___ Dataset content
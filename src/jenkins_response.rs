use serde_json::Value;

/// `GET /job/<name>/api/json`. Jenkins sends many more fields; only the ones
/// the trigger reads are modelled.
#[derive(Deserialize, Debug, Clone, PartialEq)]
pub struct JenkinsJobResponse {
    #[serde(rename = "lastBuild", default)]
    pub last_build: Option<JenkinsBuildRef>,

    // Only its presence matters, so the payload is kept opaque.
    #[serde(rename = "queueItem", default)]
    pub queue_item: Option<Value>,
}

#[derive(Deserialize, Debug, Clone, PartialEq)]
pub struct JenkinsBuildRef {
    pub number: u64,
}

impl JenkinsJobResponse {
    /// Number of the most recent build, or 0 for a job that has never run.
    pub fn last_build_number(&self) -> u64 {
        self.last_build.as_ref().map(|build| build.number).unwrap_or(0)
    }

    pub fn is_queued(&self) -> bool {
        self.queue_item.is_some()
    }
}

/// `GET /job/<name>/<number>/api/json`
#[derive(Deserialize, Debug, Clone, PartialEq)]
pub struct JenkinsBuildResult {
    pub building: bool,

    #[serde(rename = "result", default)]
    pub build_result: Option<String>,
}

impl JenkinsBuildResult {
    pub fn outcome(&self) -> BuildOutcome {
        BuildOutcome::from_result(self.build_result.as_ref().map(String::as_str))
    }
}

#[derive(Debug, Clone, Copy, PartialEq, Eq)]
pub enum BuildOutcome {
    Success,
    Failure,
}

impl BuildOutcome {
    /// Jenkins reports SUCCESS, FAILURE, UNSTABLE, ABORTED, NOT_BUILT or null.
    /// Only an exact SUCCESS counts.
    pub fn from_result(result: Option<&str>) -> BuildOutcome {
        match result {
            Some("SUCCESS") => BuildOutcome::Success,
            _ => BuildOutcome::Failure,
        }
    }
}

#[cfg(test)]
mod tests {
    use super::*;

    #[test]
    fn job_without_builds_has_baseline_zero() {
        let job: JenkinsJobResponse =
            serde_json::from_str(r#"{"lastBuild":null,"queueItem":null}"#).unwrap();

        assert_eq!(job.last_build_number(), 0);
        assert!(!job.is_queued());
    }

    #[test]
    fn reads_last_build_and_queue_item() {
        let job: JenkinsJobResponse = serde_json::from_str(
            r#"{
                "_class": "hudson.model.FreeStyleProject",
                "name": "app-build",
                "lastBuild": {"_class": "hudson.model.FreeStyleBuild", "number": 41, "url": "https://ci/job/app-build/41/"},
                "queueItem": {"_class": "hudson.model.Queue$WaitingItem", "id": 12, "why": "In the quiet period."}
            }"#,
        )
        .unwrap();

        assert_eq!(job.last_build_number(), 41);
        assert!(job.is_queued());
    }

    #[test]
    fn non_null_queue_item_counts_as_queued() {
        let job: JenkinsJobResponse =
            serde_json::from_str(r#"{"lastBuild":{"number":3},"queueItem":false}"#).unwrap();

        assert!(job.is_queued());
    }

    #[test]
    fn last_build_without_number_is_rejected() {
        let parsed = serde_json::from_str::<JenkinsJobResponse>(r#"{"lastBuild":{"url":"x"}}"#);

        assert!(parsed.is_err());
    }

    #[test]
    fn build_without_building_flag_is_rejected() {
        let parsed = serde_json::from_str::<JenkinsBuildResult>(r#"{"result":"SUCCESS"}"#);

        assert!(parsed.is_err());
    }

    #[test]
    fn only_exact_success_is_a_success() {
        assert_eq!(BuildOutcome::from_result(Some("SUCCESS")), BuildOutcome::Success);
        for result in [Some("FAILURE"), Some("ABORTED"), Some("UNSTABLE"), Some("success"), None].iter() {
            assert_eq!(BuildOutcome::from_result(*result), BuildOutcome::Failure);
        }
    }

    #[test]
    fn finished_build_reports_its_outcome() {
        let build: JenkinsBuildResult =
            serde_json::from_str(r#"{"building":false,"result":"FAILURE","number":6}"#).unwrap();

        assert!(!build.building);
        assert_eq!(build.outcome(), BuildOutcome::Failure);
    }
}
______
Instructions to follow -
Type out every record above once more, exactly.

Answer section -
filename src/jenkins_response.rs
use serde_json::Value;

/// `GET /job/<name>/api/json`. Jenkins sends many more fields; only the ones
/// the trigger reads are modelled.
#[derive(Deserialize, Debug, Clone, PartialEq)]
pub struct JenkinsJobResponse {
    #[serde(rename = "lastBuild", default)]
    pub last_build: Option<JenkinsBuildRef>,

    // Only its presence matters, so the payload is kept opaque.
    #[serde(rename = "queueItem", default)]
    pub queue_item: Option<Value>,
}

#[derive(Deserialize, Debug, Clone, PartialEq)]
pub struct JenkinsBuildRef {
    pub number: u64,
}

impl JenkinsJobResponse {
    /// Number of the most recent build, or 0 for a job that has never run.
    pub fn last_build_number(&self) -> u64 {
        self.last_build.as_ref().map(|build| build.number).unwrap_or(0)
    }

    pub fn is_queued(&self) -> bool {
        self.queue_item.is_some()
    }
}

/// `GET /job/<name>/<number>/api/json`
#[derive(Deserialize, Debug, Clone, PartialEq)]
pub struct JenkinsBuildResult {
    pub building: bool,

    #[serde(rename = "result", default)]
    pub build_result: Option<String>,
}

impl JenkinsBuildResult {
    pub fn outcome(&self) -> BuildOutcome {
        BuildOutcome::from_result(self.build_result.as_ref().map(String::as_str))
    }
}

#[derive(Debug, Clone, Copy, PartialEq, Eq)]
pub enum BuildOutcome {
    Success,
    Failure,
}

impl BuildOutcome {
    /// Jenkins reports SUCCESS, FAILURE, UNSTABLE, ABORTED, NOT_BUILT or null.
    /// Only an exact SUCCESS counts.
    pub fn from_result(result: Option<&str>) -> BuildOutcome {
        match result {
            Some("SUCCESS") => BuildOutcome::Success,
            _ => BuildOutcome::Failure,
        }
    }
}

#[cfg(test)]
mod tests {
    use super::*;

    #[test]
    fn job_without_builds_has_baseline_zero() {
        let job: JenkinsJobResponse =
            serde_json::from_str(r#"{"lastBuild":null,"queueItem":null}"#).unwrap();

        assert_eq!(job.last_build_number(), 0);
        assert!(!job.is_queued());
    }

    #[test]
    fn reads_last_build_and_queue_item() {
        let job: JenkinsJobResponse = serde_json::from_str(
            r#"{
                "_class": "hudson.model.FreeStyleProject",
                "name": "app-build",
                "lastBuild": {"_class": "hudson.model.FreeStyleBuild", "number": 41, "url": "https://ci/job/app-build/41/"},
                "queueItem": {"_class": "hudson.model.Queue$WaitingItem", "id": 12, "why": "In the quiet period."}
            }"#,
        )
        .unwrap();

        assert_eq!(job.last_build_number(), 41);
        assert!(job.is_queued());
    }

    #[test]
    fn non_null_queue_item_counts_as_queued() {
        let job: JenkinsJobResponse =
            serde_json::from_str(r#"{"lastBuild":{"number":3},"queueItem":false}"#).unwrap();

        assert!(job.is_queued());
    }

    #[test]
    fn last_build_without_number_is_rejected() {
        let parsed = serde_json::from_str::<JenkinsJobResponse>(r#"{"lastBuild":{"url":"x"}}"#);

        assert!(parsed.is_err());
    }

    #[test]
    fn build_without_building_flag_is_rejected() {
        let parsed = serde_json::from_str::<JenkinsBuildResult>(r#"{"result":"SUCCESS"}"#);

        assert!(parsed.is_err());
    }

    #[test]
    fn only_exact_success_is_a_success() {
        assert_eq!(BuildOutcome::from_result(Some("SUCCESS")), BuildOutcome::Success);
        for result in [Some("FAILURE"), Some("ABORTED"), Some("UNSTABLE"), Some("success"), None].iter() {
            assert_eq!(BuildOutcome::from_result(*result), BuildOutcome::Failure);
        }
    }

    #[test]
    fn finished_build_reports_its_outcome() {
        let build: JenkinsBuildResult =
            serde_json::from_str(r#"{"building":false,"result":"FAILURE","number":6}"#).unwrap();

        assert!(!build.building);
        assert_eq!(build.outcome(), BuildOutcome::Failure);
    }
}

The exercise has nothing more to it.